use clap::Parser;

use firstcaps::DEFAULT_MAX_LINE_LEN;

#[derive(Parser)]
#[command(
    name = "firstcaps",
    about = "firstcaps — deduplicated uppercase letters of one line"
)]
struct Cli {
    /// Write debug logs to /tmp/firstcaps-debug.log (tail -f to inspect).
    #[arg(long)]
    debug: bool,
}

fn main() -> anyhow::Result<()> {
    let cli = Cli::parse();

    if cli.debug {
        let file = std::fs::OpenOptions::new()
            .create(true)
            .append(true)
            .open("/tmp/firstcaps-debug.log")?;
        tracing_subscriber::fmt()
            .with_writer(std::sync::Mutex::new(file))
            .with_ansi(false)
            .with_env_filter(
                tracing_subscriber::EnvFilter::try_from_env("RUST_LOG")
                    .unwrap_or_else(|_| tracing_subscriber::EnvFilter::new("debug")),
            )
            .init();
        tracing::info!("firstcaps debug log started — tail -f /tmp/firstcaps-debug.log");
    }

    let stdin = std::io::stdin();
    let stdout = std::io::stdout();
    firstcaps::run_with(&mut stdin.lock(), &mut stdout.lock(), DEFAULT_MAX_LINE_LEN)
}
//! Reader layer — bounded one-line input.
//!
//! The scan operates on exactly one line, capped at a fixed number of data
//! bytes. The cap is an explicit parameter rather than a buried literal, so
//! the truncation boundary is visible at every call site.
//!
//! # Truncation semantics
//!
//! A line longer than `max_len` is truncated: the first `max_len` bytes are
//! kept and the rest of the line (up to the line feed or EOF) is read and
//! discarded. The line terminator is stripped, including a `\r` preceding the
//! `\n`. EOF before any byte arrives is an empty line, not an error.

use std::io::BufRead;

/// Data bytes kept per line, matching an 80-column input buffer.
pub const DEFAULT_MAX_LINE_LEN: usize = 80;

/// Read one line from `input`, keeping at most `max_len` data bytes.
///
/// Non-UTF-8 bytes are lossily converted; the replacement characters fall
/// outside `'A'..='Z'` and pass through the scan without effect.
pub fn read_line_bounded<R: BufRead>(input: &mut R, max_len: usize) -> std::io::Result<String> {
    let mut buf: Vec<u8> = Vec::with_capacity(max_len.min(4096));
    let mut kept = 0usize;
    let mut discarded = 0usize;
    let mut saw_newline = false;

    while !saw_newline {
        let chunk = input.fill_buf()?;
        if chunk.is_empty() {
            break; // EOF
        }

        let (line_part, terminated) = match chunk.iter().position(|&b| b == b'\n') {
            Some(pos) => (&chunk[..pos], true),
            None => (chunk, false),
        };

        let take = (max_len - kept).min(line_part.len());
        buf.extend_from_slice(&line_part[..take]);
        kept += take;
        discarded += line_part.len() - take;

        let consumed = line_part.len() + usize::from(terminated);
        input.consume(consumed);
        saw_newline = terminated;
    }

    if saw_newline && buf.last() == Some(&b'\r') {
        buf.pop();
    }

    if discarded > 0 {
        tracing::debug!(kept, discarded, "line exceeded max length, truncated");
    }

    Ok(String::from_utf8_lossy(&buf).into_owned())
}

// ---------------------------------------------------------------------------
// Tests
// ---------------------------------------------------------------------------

━━━━━━

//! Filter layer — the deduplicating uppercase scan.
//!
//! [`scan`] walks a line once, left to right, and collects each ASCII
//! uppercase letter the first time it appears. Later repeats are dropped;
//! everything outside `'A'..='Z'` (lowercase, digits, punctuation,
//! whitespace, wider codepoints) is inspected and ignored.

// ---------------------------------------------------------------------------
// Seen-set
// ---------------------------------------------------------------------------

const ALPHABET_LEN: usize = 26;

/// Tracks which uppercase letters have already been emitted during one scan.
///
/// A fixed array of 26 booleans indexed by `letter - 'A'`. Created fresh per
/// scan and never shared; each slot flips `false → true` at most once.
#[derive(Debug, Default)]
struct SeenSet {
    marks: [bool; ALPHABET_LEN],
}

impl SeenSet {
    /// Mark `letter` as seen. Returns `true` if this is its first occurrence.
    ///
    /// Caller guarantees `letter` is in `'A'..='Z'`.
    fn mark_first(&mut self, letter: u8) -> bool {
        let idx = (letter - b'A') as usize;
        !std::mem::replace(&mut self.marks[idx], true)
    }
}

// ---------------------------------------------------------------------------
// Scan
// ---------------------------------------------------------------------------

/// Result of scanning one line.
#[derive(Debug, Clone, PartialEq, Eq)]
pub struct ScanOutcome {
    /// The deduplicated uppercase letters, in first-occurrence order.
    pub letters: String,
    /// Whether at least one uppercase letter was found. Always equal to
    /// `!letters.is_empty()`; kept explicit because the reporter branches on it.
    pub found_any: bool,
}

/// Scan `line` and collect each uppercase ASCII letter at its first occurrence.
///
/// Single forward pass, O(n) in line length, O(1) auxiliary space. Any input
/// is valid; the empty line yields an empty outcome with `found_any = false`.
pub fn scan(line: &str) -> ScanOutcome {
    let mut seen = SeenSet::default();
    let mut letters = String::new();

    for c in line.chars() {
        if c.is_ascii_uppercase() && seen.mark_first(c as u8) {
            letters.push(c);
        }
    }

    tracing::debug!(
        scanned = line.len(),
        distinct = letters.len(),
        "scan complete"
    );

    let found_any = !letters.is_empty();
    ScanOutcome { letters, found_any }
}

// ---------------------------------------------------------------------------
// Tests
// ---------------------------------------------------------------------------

━━━━━━

- Problem requirements -
Sift through the material above and copy the lines that contain the word "fixed".

- Answer -
//! The scan operates on exactly one line, capped at a fixed number of data
/// A fixed array of 26 booleans indexed by `letter - 'A'`. Created fresh per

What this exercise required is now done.